Dicho de otro modo, el análisis de cada caso concreto, a la vista de las acciones desarrolladas por el agente con insistencia y reiteración, y por otra parte a la vista de la idoneidad de tales acciones para alterar gravemente la vida y tranquilidad de la víctima nos conducirá a la existencia o no de tal delito de acoso, correspondiendo a esta Sala de Casación, al descansar el recurso en la doble instancia (sentencia del Juez de lo Penal y sentencia de apelación dictada por la Audiencia Provincial) determinar si dados los hechos probados existen o no los elementos que vertebran el delito'.
Y en el art. 171.4 del CP en tanto que castiga la conducta del que de modo leve amenace a quien sea o haya sido su esposa....
Conforme reiterada doctrina jurisprudencial, por ejemplo Sentencia del Tribunal Supremo de 12 de Junio de 2000, el bien jurídico protegido por el delito de amenazas es la libertad y el derecho que todos tienen al sosiego y a la tranquilidad, y a no estar sometidos a temores, en el desarrollo normal y ordinario de su vida.
El delito de amenazas es un delito de simple actividad, de expresión o de peligro. El contenido o núcleo esencial del tipo es el anuncio de un mal y tendrá que ser serio, real y perseverante.
El mal que se anuncia habrá de ser futuro, injusto, determinado, posible, dependiente de la voluntad del sujeto activo y originador de una natural intimidación.
Se trata de un delito enteramente circunstancial, con relación al cual deben valorarse la ocasión en que se profieren las palabras amenazadoras, las personas intervinientes, los actos anteriores, simultáneos y posteriores.

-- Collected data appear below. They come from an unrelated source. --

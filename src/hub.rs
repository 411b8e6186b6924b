//! Identity-addressed publish/subscribe hub.
//!
//! The hub owns the process-wide routing table mapping each live connection's
//! identity to its delivery channel. Connections never learn each other's
//! network details: a publisher hands the hub a target identity and the text,
//! and the hub drops it onto the target's delivery channel.
//!
//! ## Locking
//!
//! All access to the table is serialized by a single mutex, held only for the
//! duration of a lookup/insert/remove/send — never across an await. Delivery
//! channels are unbounded so the in-lock send can never block; bounding
//! happens one stage later, at the connection's outbound queue, where a full
//! queue tears the slow connection down.

use std::{
    collections::HashMap,
    sync::{
        atomic::{AtomicU64, Ordering},
        Arc, Mutex,
    },
};

use tokio::sync::mpsc;
use tokio_util::sync::CancellationToken;
use tracing::{debug, info};

use crate::error::PublishError;

/// Ephemeral per-connection routing key.
pub type Identity = String;

/// The consumer side of a per-identity delivery channel.
pub type Delivery = mpsc::UnboundedReceiver<String>;

/// Capability interface for the identity-addressed routing table.
///
/// The relay only needs these two operations, so alternate implementations
/// (sharded maps, an external broker) can be substituted without touching the
/// pump or router logic.
pub trait Hub: Send + Sync + 'static {
    /// Register a delivery channel under `identity` and return its consumer.
    ///
    /// Overwrites any prior entry for the same identity (last subscriber
    /// wins); the displaced subscriber's consumer sees its channel close.
    /// The entry is removed when `cancel` fires, unless a newer subscriber
    /// has since reused the identity, in which case the newer entry stays.
    fn subscribe(&self, identity: Identity, cancel: CancellationToken) -> Delivery;

    /// Route `text` to the delivery channel registered under `target`.
    ///
    /// Never blocks the caller on a missing or slow subscriber.
    fn publish(&self, target: &str, text: String) -> Result<(), PublishError>;
}

/// One routing-table entry. The serial distinguishes subscription instances
/// so a stale cleanup cannot evict a newer subscriber under the same
/// identity.
#[derive(Debug)]
struct HubEntry {
    tx: mpsc::UnboundedSender<String>,
    serial: u64,
}

type Entries = HashMap<Identity, HubEntry>;

/// In-memory [`Hub`] backed by a mutex-guarded map.
#[derive(Debug, Default)]
pub struct InMemoryHub {
    entries: Arc<Mutex<Entries>>,
    next_serial: AtomicU64,
}

impl InMemoryHub {
    /// Create an empty hub.
    pub fn new() -> Self {
        Self::default()
    }

    /// Number of currently subscribed identities.
    pub fn len(&self) -> usize {
        self.lock().len()
    }

    /// True if no identity is subscribed.
    pub fn is_empty(&self) -> bool {
        self.len() == 0
    }

    fn lock(&self) -> std::sync::MutexGuard<'_, Entries> {
        self.entries.lock().expect("hub mutex poisoned")
    }
}

impl Hub for InMemoryHub {
    fn subscribe(&self, identity: Identity, cancel: CancellationToken) -> Delivery {
        let (tx, rx) = mpsc::unbounded_channel();
        let serial = self.next_serial.fetch_add(1, Ordering::Relaxed);

        {
            let mut entries = self.lock();
            // Overwriting drops the only sender of any displaced entry, so
            // the previous subscriber's consumer side closes immediately.
            entries.insert(identity.clone(), HubEntry { tx, serial });
            info!(identity, total = entries.len(), "subscribed");
        }

        // Unregister when the owning connection cancels. The serial guard
        // keeps this from evicting a newer entry after identity reuse.
        let entries = Arc::clone(&self.entries);
        tokio::spawn(async move {
            cancel.cancelled().await;
            let mut entries = entries.lock().expect("hub mutex poisoned");
            if entries
                .get(&identity)
                .is_some_and(|entry| entry.serial == serial)
            {
                entries.remove(&identity);
                info!(identity, total = entries.len(), "unsubscribed");
            }
        });

        rx
    }

    fn publish(&self, target: &str, text: String) -> Result<(), PublishError> {
        let entries = self.lock();
        let entry = entries.get(target).ok_or_else(|| PublishError::NotFound {
            identity: target.to_owned(),
        })?;
        debug!(target, "publishing text");
        entry.tx.send(text).map_err(|_| PublishError::Closed {
            identity: target.to_owned(),
        })
    }
}

#[cfg(test)]
mod tests {
    use super::*;
    use std::time::Duration;

    /// Poll until the entry for `identity` is gone, or panic after ~1s.
    async fn wait_unsubscribed(hub: &InMemoryHub, identity: &str) {
        for _ in 0..100 {
            if hub.lock().get(identity).is_none() {
                return;
            }
            tokio::time::sleep(Duration::from_millis(10)).await;
        }
        panic!("identity {identity} was never unsubscribed");
    }

    #[tokio::test]
    async fn routes_to_target_only() {
        let hub = InMemoryHub::new();
        let mut a = hub.subscribe("a".into(), CancellationToken::new());
        let mut b = hub.subscribe("b".into(), CancellationToken::new());

        hub.publish("b", "for b".into()).unwrap();

        assert_eq!(b.recv().await.unwrap(), "for b");
        assert!(a.try_recv().is_err());
    }

    #[tokio::test]
    async fn publish_to_unknown_identity_is_not_found() {
        let hub = InMemoryHub::new();
        let _keep = hub.subscribe("a".into(), CancellationToken::new());

        let err = hub.publish("nobody", "hi".into()).unwrap_err();
        assert!(err.is_not_found());
        // No side effect on the table.
        assert_eq!(hub.len(), 1);
    }

    #[tokio::test]
    async fn cancellation_unsubscribes() {
        let hub = InMemoryHub::new();
        let cancel = CancellationToken::new();
        let _delivery = hub.subscribe("a".into(), cancel.clone());
        assert_eq!(hub.len(), 1);

        cancel.cancel();
        wait_unsubscribed(&hub, "a").await;
        assert!(hub.publish("a", "hi".into()).unwrap_err().is_not_found());
    }

    #[tokio::test]
    async fn resubscribe_closes_previous_delivery() {
        let hub = InMemoryHub::new();
        let mut first = hub.subscribe("a".into(), CancellationToken::new());
        let mut second = hub.subscribe("a".into(), CancellationToken::new());

        // The displaced consumer ends; the fresh one receives.
        assert!(first.recv().await.is_none());
        hub.publish("a", "fresh".into()).unwrap();
        assert_eq!(second.recv().await.unwrap(), "fresh");
        assert_eq!(hub.len(), 1);
    }

    #[tokio::test]
    async fn stale_cleanup_does_not_evict_reused_identity() {
        let hub = InMemoryHub::new();
        let first_cancel = CancellationToken::new();
        let first = hub.subscribe("a".into(), first_cancel.clone());
        let mut second = hub.subscribe("a".into(), CancellationToken::new());
        drop(first);

        first_cancel.cancel();
        // Give the stale cleanup task a chance to (incorrectly) run.
        tokio::time::sleep(Duration::from_millis(50)).await;

        hub.publish("a", "still here".into()).unwrap();
        assert_eq!(second.recv().await.unwrap(), "still here");
    }

    #[tokio::test]
    async fn publish_to_closed_channel_is_closed_error() {
        let hub = InMemoryHub::new();
        let delivery = hub.subscribe("a".into(), CancellationToken::new());
        drop(delivery);

        let err = hub.publish("a", "hi".into()).unwrap_err();
        assert!(matches!(err, PublishError::Closed { .. }));
    }
}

Y debe concurrir, finalmente, en el delito un dolo consistente en el propósito de ejercer presión sobre la víctima, atemorizándola y privándola de su tranquilidad y sosiego.

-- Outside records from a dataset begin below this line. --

//! Wire envelopes exchanged with WebSocket clients.
//!
//! The wire format is a small JSON contract with numeric type tags:
//!
//! - Settings (server → client, once per connection):
//!   `{"type": 0, "id": "<identity>"}`
//! - Text (server → client): `{"type": 1, "text": "<content>"}`
//! - Text (client → server): `{"text": "<content>", "to": "<targetIdentity>"}`
//!
//! Inbound payloads carry no type tag; clients only ever send addressed text.

use serde::{Deserialize, Serialize};

/// Numeric tag for the settings envelope.
pub const ENVELOPE_TYPE_SETTINGS: u8 = 0;
/// Numeric tag for the outbound text envelope.
pub const ENVELOPE_TYPE_TEXT: u8 = 1;

/// A server-to-client envelope.
///
/// Every connection receives exactly one [`Outbound::Settings`] as its first
/// message, carrying the identity assigned at connect time. All subsequent
/// outbound messages are [`Outbound::Text`].
#[derive(Debug, Clone, PartialEq, Eq, Serialize, Deserialize)]
#[serde(try_from = "OutboundWire", into = "OutboundWire")]
pub enum Outbound {
    /// Informs the client of its assigned identity.
    Settings {
        /// The identity assigned to this connection.
        id: String,
    },
    /// A relayed text message.
    Text {
        /// The message content.
        text: String,
    },
}

impl Outbound {
    /// Encode the envelope as a JSON string.
    pub fn encode(&self) -> serde_json::Result<String> {
        serde_json::to_string(self)
    }
}

/// A client-to-server envelope: text addressed to another identity.
#[derive(Debug, Clone, PartialEq, Eq, Serialize, Deserialize)]
pub struct Inbound {
    /// The message content.
    pub text: String,
    /// The target identity.
    pub to: String,
}

impl Inbound {
    /// Decode an inbound envelope from raw JSON.
    pub fn decode(raw: &str) -> serde_json::Result<Self> {
        serde_json::from_str(raw)
    }
}

/// Flat wire representation bridging [`Outbound`] to its tagged JSON form.
#[derive(Serialize, Deserialize)]
struct OutboundWire {
    #[serde(rename = "type")]
    ty: u8,
    #[serde(skip_serializing_if = "Option::is_none")]
    id: Option<String>,
    #[serde(skip_serializing_if = "Option::is_none")]
    text: Option<String>,
}

impl From<Outbound> for OutboundWire {
    fn from(env: Outbound) -> Self {
        match env {
            Outbound::Settings { id } => Self {
                ty: ENVELOPE_TYPE_SETTINGS,
                id: Some(id),
                text: None,
            },
            Outbound::Text { text } => Self {
                ty: ENVELOPE_TYPE_TEXT,
                id: None,
                text: Some(text),
            },
        }
    }
}

impl TryFrom<OutboundWire> for Outbound {
    type Error = String;

    fn try_from(wire: OutboundWire) -> Result<Self, Self::Error> {
        match wire.ty {
            ENVELOPE_TYPE_SETTINGS => {
                let id = wire.id.ok_or("settings envelope missing `id`")?;
                Ok(Outbound::Settings { id })
            }
            ENVELOPE_TYPE_TEXT => {
                let text = wire.text.ok_or("text envelope missing `text`")?;
                Ok(Outbound::Text { text })
            }
            other => Err(format!("unknown envelope type: {other}")),
        }
    }
}

#[cfg(test)]
mod tests {
    use super::*;

    #[test]
    fn settings_wire_format() {
        let env = Outbound::Settings { id: "42".into() };
        let json: serde_json::Value = serde_json::from_str(&env.encode().unwrap()).unwrap();
        assert_eq!(json, serde_json::json!({"type": 0, "id": "42"}));
    }

    #[test]
    fn text_wire_format() {
        let env = Outbound::Text { text: "hi".into() };
        let json: serde_json::Value = serde_json::from_str(&env.encode().unwrap()).unwrap();
        assert_eq!(json, serde_json::json!({"type": 1, "text": "hi"}));
    }

    #[test]
    fn outbound_round_trip() {
        for env in [
            Outbound::Settings { id: "7".into() },
            Outbound::Text { text: "hello".into() },
        ] {
            let parsed: Outbound = serde_json::from_str(&env.encode().unwrap()).unwrap();
            assert_eq!(parsed, env);
        }
    }

    #[test]
    fn inbound_decode() {
        let inbound = Inbound::decode(r#"{"text":"hi","to":"7"}"#).unwrap();
        assert_eq!(
            inbound,
            Inbound {
                text: "hi".into(),
                to: "7".into()
            }
        );
    }

    #[test]
    fn inbound_decode_rejects_malformed() {
        assert!(Inbound::decode(r#"{"text":"hi"}"#).is_err());
        assert!(Inbound::decode("not json").is_err());
    }

    #[test]
    fn unknown_type_tag_rejected() {
        assert!(serde_json::from_str::<Outbound>(r#"{"type":9,"text":"hi"}"#).is_err());
    }
}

Examinado el precepto legal y la jurisprudencia es claro que los hechos declarados probados son constitutivo de delito. Efectivamente, la frase dirigida por el acusado a su ex esposa es 'le dices a tu madre que como vuelva a llamar a la Policía o denunciarme le va a caer una somanta de hostias'. El tipo de las amenazas, es de mera actividad, eminentemente circunstancial, en el que el núcleo esencial es el anuncio de un mal futuro, injusto, determinado y posible, distinguiéndose la amenaza grave de la leve en atención a la mayor o menor intensidad del mal con que se amenaza el bien jurídico protegido, por lo que dicha expresión entran de lleno en el tipo penal aplicado, que al ser tipificada de leve, no necesita que surta un efecto intimidante en la victima, en el sentido de que espere que el mal anunciado se ejecute por la persona que amenaza. En cuanto a la seriedad de la amenaza, no existe duda de que esta se produjo en los términos de un comportamiento de acoso y por parte del acusado que había sido condenado con anterioridad por un acto violento contra la víctima, y que estos, tienen un contenido amenazador.
En definitiva, ha de rechazarse el recurso interpuesto y hemos de confirmar la sentencia dictada en la instancia.

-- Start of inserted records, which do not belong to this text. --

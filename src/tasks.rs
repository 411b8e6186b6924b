use std::future::Future;

use tokio::task::JoinHandle;
use tokio_util::{
    sync::{CancellationToken, WaitForCancellationFuture},
    task::TaskTracker,
};

/// A [`TaskTracker`] paired with a [`CancellationToken`].
///
/// Used at two levels: the relay holds a root set covering every connection,
/// and each connection gets a [`Self::child`] whose token governs its router
/// tasks and hub subscription. Children share the root tracker, so one
/// [`Self::shutdown`] on the root drains every task in the process.
#[derive(Debug, Clone, Default)]
pub(crate) struct TaskSet {
    tasks: TaskTracker,
    token: CancellationToken,
}

impl TaskSet {
    /// Create a new, empty task set.
    pub(crate) fn new() -> Self {
        Self::default()
    }

    /// Get a clone of the cancellation token.
    ///
    /// Handed to [`Hub::subscribe`] so the hub can unregister the identity
    /// when the connection is torn down.
    ///
    /// [`Hub::subscribe`]: crate::hub::Hub::subscribe
    pub(crate) fn token(&self) -> CancellationToken {
        self.token.clone()
    }

    /// Cancel the token, firing teardown for all tasks in the set.
    pub(crate) fn cancel(&self) {
        self.token.cancel();
    }

    /// Cancel everything and wait for all tracked tasks to finish.
    pub(crate) async fn shutdown(&self) {
        self.cancel();
        self.tasks.close();
        self.tasks.wait().await;
    }

    /// Get a future that resolves when the token is fired.
    #[allow(dead_code)] // used in tests; kept for parity with cancel()
    pub(crate) fn cancelled(&self) -> WaitForCancellationFuture<'_> {
        self.token.cancelled()
    }

    /// Get a child [`TaskSet`] for one connection. Its token fires when the
    /// parent's does, or independently; its tasks land in the shared tracker.
    pub(crate) fn child(&self) -> Self {
        Self {
            tasks: self.tasks.clone(),
            token: self.token.child_token(),
        }
    }

    /// Spawn a future that is aborted when the set's token fires.
    ///
    /// Router tasks use this: their lifetime is governed by the connection's
    /// cancellation signal.
    pub(crate) fn spawn<F>(&self, task: F) -> JoinHandle<Option<F::Output>>
    where
        F: Future + Send + 'static,
        F::Output: Send + 'static,
    {
        let token = self.token.clone();
        self.tasks.spawn(async move {
            tokio::select! {
                _ = token.cancelled() => None,
                result = task => Some(result),
            }
        })
    }

    /// Spawn a future that is tracked but NOT raced against the token.
    ///
    /// Pump loops use this: they terminate on I/O failure, deadline expiry,
    /// or queue closure — never on the cancellation signal directly — which
    /// decouples raw socket liveness from application-level routing teardown.
    pub(crate) fn spawn_pump<F>(&self, task: F) -> JoinHandle<F::Output>
    where
        F: Future + Send + 'static,
        F::Output: Send + 'static,
    {
        self.tasks.spawn(task)
    }
}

SEGUNDO.- En consecuencia, las costas procesales devengadas en la presente alzada le deben ser impuestas al recurrente, arts. 123 del CP y 240.2º de la LECrim.
Por lo expuesto
Fallo
Que, DESESTIMANDO el recurso de apelación interpuesto por la representación procesal de Onesimo , contra la sentencia de fecha 31 de enero de 2020, pronunciada por el Ilmo. Sr. Magistrado - Juez del Juzgado de lo Penal Nº 1 de Langreo, en las diligencias de Juicio Oral de las que esta alzada dimana, debemos de confirmar y confirmamos la sentencia apelada, condenando al apelante al pago de las costas del recurso.Notifíquese esta sentencia a las partes, instruyéndoles que no es firme y que procede RECURSO DE CASACIÓNpor infracción de ley del motivo previsto en el número 1.º del artículo 849 ante la Sala Segunda del Tribunal Supremo, que ha de prepararse mediante escrito autorizado por Abogado y Procurador, presentado ante este Tribunal dentro de los cinco días siguientes a su notificación, conteniendo los requisitos exigidos en el art. 855 y ss. de la LECrim.
Así por esta nuestra Sentencia, la pronunciamos, mandamos y firmamos.